Given the listing below, output exactly the line containing "pub use self::torchscript::TorchScriptBackend;" and every line after it through the end.
-=-=-
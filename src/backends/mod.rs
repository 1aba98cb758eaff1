//! Backend implementations, one per model framework
//!
//! - `OnnxBackend`: executes on ONNX Runtime or Tract
//! - `PyTorchBackend`, `TorchScriptBackend`, `OpenVinoBackend`,
//!   `TensorRtBackend`, `TfLiteBackend`: validate their artifact and run an
//!   injected `InferenceEngine`

mod base;
pub mod onnx;
pub mod openvino;
pub mod pytorch;
pub mod tensorrt;
pub mod tflite;
pub mod torchscript;

#[cfg(feature = "tract")]
pub mod tract;

// Stub engines for backend and selector tests
#[cfg(test)]
pub mod test_utils;

pub use self::base::TensorLayout;
pub use self::onnx::OnnxBackend;
#[cfg(feature = "onnx")]
pub use self::onnx::OrtEngine;
pub use self::openvino::OpenVinoBackend;
pub use self::pytorch::PyTorchBackend;
pub use self::tensorrt::TensorRtBackend;
pub use self::tflite::TfLiteBackend;
pub use self::torchscript::TorchScriptBackend;
#[cfg(feature = "tract")]
pub use self::tract::TractEngine;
-=-=-
» SOLUTION FOR THIS EXERCISE
pub use self::torchscript::TorchScriptBackend;
#[cfg(feature = "tract")]
pub use self::tract::TractEngine;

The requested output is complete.